● WORK ORDER
Look below. Copy each line that has "PieceKind" in it.
━━━ RAW DATA
use super::*;

fn sq(c: &str) -> Square {
    Square::from_coord(c).unwrap()
}

fn moves_from(moves: &[Move], from: &str) -> Vec<Move> {
    let from = sq(from);
    moves.iter().filter(|m| m.start == from).copied().collect()
}

#[test]
fn test_startpos_moves() {
    let mut state = GameState::new();
    let moves = state.get_valid_moves();
    // Starting position has 20 legal moves
    assert_eq!(moves.len(), 20);
    assert!(!state.in_check);
}

#[test]
fn test_kiwipete_moves() {
    // Kiwipete position - complex with many move types
    let mut state =
        GameState::from_fen("r3k2r/p1ppqpb1/bn2pnp1/3PN3/1p2P3/2N2Q1p/PPPBBPPP/R3K2R w KQkq -")
            .unwrap();
    let moves = state.get_valid_moves();
    assert_eq!(moves.len(), 48);
}

#[test]
fn pinned_rook_stays_on_file() {
    let mut state = GameState::from_fen("4k3/8/8/8/4r3/8/4R3/4K3 w - - 0 1").unwrap();
    let (_, pins, _) = state.check_for_pins_and_checks();
    assert_eq!(
        pins,
        vec![Pin {
            square: sq("e2"),
            direction: (0, -1)
        }]
    );

    let moves = state.get_valid_moves();
    let rook = moves_from(&moves, "e2");
    assert_eq!(rook.len(), 2);
    assert!(rook.iter().all(|m| m.end.col == 4));
}

#[test]
fn pinned_knight_has_no_moves() {
    let mut state = GameState::from_fen("4k3/8/8/8/4r3/8/4N3/4K3 w - - 0 1").unwrap();
    let moves = state.get_valid_moves();
    assert!(moves_from(&moves, "e2").is_empty());
}

#[test]
fn pinned_bishop_slides_along_pin_ray() {
    let mut state = GameState::from_fen("4k3/8/8/8/b7/8/2B5/3K4 w - - 0 1").unwrap();
    let moves = state.get_valid_moves();
    let mut ends: Vec<String> = moves_from(&moves, "c2")
        .iter()
        .map(|m| m.end.to_string())
        .collect();
    ends.sort();
    assert_eq!(ends, vec!["a4", "b3"]);
}

#[test]
fn pinned_queen_consumes_pin_once() {
    let mut state = GameState::from_fen("4k3/8/8/8/4q3/8/4Q3/4K3 w - - 0 1").unwrap();
    let moves = state.get_valid_moves();
    let queen = moves_from(&moves, "e2");
    assert_eq!(queen.len(), 2);
    assert!(queen.iter().all(|m| m.end.col == 4));
    assert!(state.pins.is_empty());
}

#[test]
fn diagonally_pinned_pawn_may_only_capture_pinner() {
    let mut state = GameState::from_fen("4k3/8/8/8/8/6b1/5P2/4K3 w - - 0 1").unwrap();
    let moves = state.get_valid_moves();
    let pawn = moves_from(&moves, "f2");
    assert_eq!(pawn.len(), 1);
    assert_eq!(pawn[0].end, sq("g3"));
    assert!(pawn[0].is_capture());
}

#[test]
fn double_check_allows_only_king_moves() {
    let mut state = GameState::from_fen("4k3/8/8/8/8/5n2/8/r3K2R w - - 0 1").unwrap();
    let moves = state.get_valid_moves();
    assert!(state.in_check);
    assert_eq!(state.checks.len(), 2);
    assert!(!moves.is_empty());
    assert!(
        moves
            .iter()
            .all(|m| m.piece_moved.kind == PieceKind::King)
    );
}

#[test]
fn single_check_must_be_blocked_or_captured() {
    let mut state = GameState::from_fen("4r2k/8/8/8/R7/8/8/4K3 w - - 0 1").unwrap();
    let moves = state.get_valid_moves();
    assert!(state.in_check);
    let others: Vec<String> = moves
        .iter()
        .filter(|m| m.piece_moved.kind != PieceKind::King)
        .map(|m| m.to_string())
        .collect();
    assert_eq!(others, vec!["a4e4"]);
}

#[test]
fn knight_check_cannot_be_blocked() {
    let mut state = GameState::from_fen("4k3/8/8/8/8/3n4/8/1B2K3 w - - 0 1").unwrap();
    let moves = state.get_valid_moves();
    assert!(state.in_check);
    let others: Vec<String> = moves
        .iter()
        .filter(|m| m.piece_moved.kind != PieceKind::King)
        .map(|m| m.to_string())
        .collect();
    assert_eq!(others, vec!["b1d3"]);
}

#[test]
fn en_passant_can_remove_checking_pawn() {
    let mut state = GameState::from_fen("4k3/8/8/3pP3/4K3/8/8/8 w - d6 0 1").unwrap();
    let moves = state.get_valid_moves();
    assert!(state.in_check);
    let ep = find_move(&moves, sq("e5"), sq("d6")).expect("en passant evades the check");
    assert!(ep.is_enpassant);
}

#[test]
fn en_passant_rejected_when_it_exposes_king_on_rank() {
    let mut state = GameState::from_fen("8/8/8/K2pP2r/8/8/8/4k3 w - d6 0 1").unwrap();
    let moves = state.get_valid_moves();
    assert!(find_move(&moves, sq("e5"), sq("d6")).is_none());
    assert!(find_move(&moves, sq("e5"), sq("e6")).is_some());
}

#[test]
fn en_passant_generated_once() {
    let mut state = GameState::from_fen("4k3/8/8/3pP3/8/8/8/4K3 w - d6 0 1").unwrap();
    let moves = state.get_valid_moves();
    let count = moves
        .iter()
        .filter(|m| m.start == sq("e5") && m.end == sq("d6"))
        .count();
    assert_eq!(count, 1);
}

#[test]
fn castling_generated_when_path_is_clear() {
    let mut state = GameState::from_fen("r3k2r/8/8/8/8/8/8/R3K2R w KQkq - 0 1").unwrap();
    let moves = state.get_valid_moves();
    let g1 = find_move(&moves, sq("e1"), sq("g1")).unwrap();
    let c1 = find_move(&moves, sq("e1"), sq("c1")).unwrap();
    assert!(g1.is_castle && c1.is_castle);
}

#[test]
fn castling_gated_by_rights_path_and_attacks() {
    let cases = [
        // Right already lost
        ("r3k2r/8/8/8/8/8/8/R3K2R w Qkq - 0 1", false),
        // Knight still on g1
        ("r3k2r/8/8/8/8/8/8/R3K1NR w KQkq - 0 1", false),
        // f1 covered by the rook on f8
        ("r3kr2/8/8/8/8/8/8/R3K2R w KQq - 0 1", false),
        // King in check from e8
        ("r3r1k1/8/8/8/8/8/8/R3K2R w KQ - 0 1", false),
        ("r3k2r/8/8/8/8/8/8/R3K2R w KQkq - 0 1", true),
    ];
    for (fen, legal) in cases {
        let mut state = GameState::from_fen(fen).unwrap();
        let moves = state.get_valid_moves();
        assert_eq!(
            find_move(&moves, sq("e1"), sq("g1")).is_some(),
            legal,
            "kingside castle in {fen}"
        );
    }
}

#[test]
fn queenside_castle_ignores_attack_on_b_file() {
    let mut state = GameState::from_fen("rr2k3/8/8/8/8/8/8/R3K2R w KQ - 0 1").unwrap();
    let moves = state.get_valid_moves();
    assert!(find_move(&moves, sq("e1"), sq("c1")).is_some());

    let mut state = GameState::from_fen("r2rk3/8/8/8/8/8/8/R3K2R w KQ - 0 1").unwrap();
    let moves = state.get_valid_moves();
    assert!(find_move(&moves, sq("e1"), sq("c1")).is_none());
}

#[test]
fn clicked_candidate_matches_generated_move() {
    let mut state = GameState::new();
    let moves = state.get_valid_moves();
    let clicked = Move::new(sq("e2"), sq("e4"), state.board()).unwrap();
    assert!(moves.contains(&clicked));

    let bogus = Move::new(sq("e2"), sq("e5"), state.board()).unwrap();
    assert!(!moves.contains(&bogus));
    assert!(Move::new(sq("e4"), sq("e5"), state.board()).is_none());
}

#[test]
fn no_move_leaves_own_king_attacked() {
    let fens = [
        "r3k2r/p1ppqpb1/bn2pnp1/3PN3/1p2P3/2N2Q1p/PPPBBPPP/R3K2R w KQkq -",
        "8/2p5/3p4/KP5r/1R3p1k/8/4P1P1/8 w - -",
        "4k3/8/8/8/8/5n2/8/r3K2R w - - 0 1",
        "8/8/8/K2pP2r/8/8/8/4k3 w - d6 0 1",
    ];
    for fen in fens {
        let mut state = GameState::from_fen(fen).unwrap();
        let mover = state.side_to_move();
        for mv in state.get_valid_moves() {
            state.make_move(mv);
            assert!(
                !state.is_square_attacked(state.king_location(mover), mover.other()),
                "{mv} leaves the king in check in {fen}"
            );
            state.undo_move();
        }
    }
}

#[test]
fn pseudo_legal_moves_rescan_pins() {
    // Rook on e2 pinned by the rook on e4; no prior get_valid_moves call
    let mut state = GameState::from_fen("4k3/8/8/8/4r3/8/4R3/4K3 w - - 0 1").unwrap();
    let moves = state.get_all_possible_moves();
    let rook = moves_from(&moves, "e2");
    assert_eq!(rook.len(), 2);
    assert!(rook.iter().all(|m| m.end.col == 4));
}

#[test]
fn pseudo_legal_moves_do_not_depend_on_call_history() {
    // Double check from the knight and the a1 rook, Be2 pinned by the queen
    let fen = "4q2k/8/8/8/8/5n2/4B3/r3K3 w - - 0 1";
    let mut state = GameState::from_fen(fen).unwrap();
    let valid = state.get_valid_moves();
    assert_eq!(state.checks.len(), 2);
    assert!(valid.iter().all(|m| m.piece_moved.kind == PieceKind::King));
    assert!(state.pins.is_empty());

    let after = state.get_all_possible_moves();
    let fresh = GameState::from_fen(fen).unwrap().get_all_possible_moves();
    assert_eq!(after, fresh);
    assert!(moves_from(&after, "e2").is_empty());
}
━━━━━━
● RESPONSE FOR THIS EXERCISE
            .all(|m| m.piece_moved.kind == PieceKind::King)
        .filter(|m| m.piece_moved.kind != PieceKind::King)
        .filter(|m| m.piece_moved.kind != PieceKind::King)
    assert!(valid.iter().all(|m| m.piece_moved.kind == PieceKind::King));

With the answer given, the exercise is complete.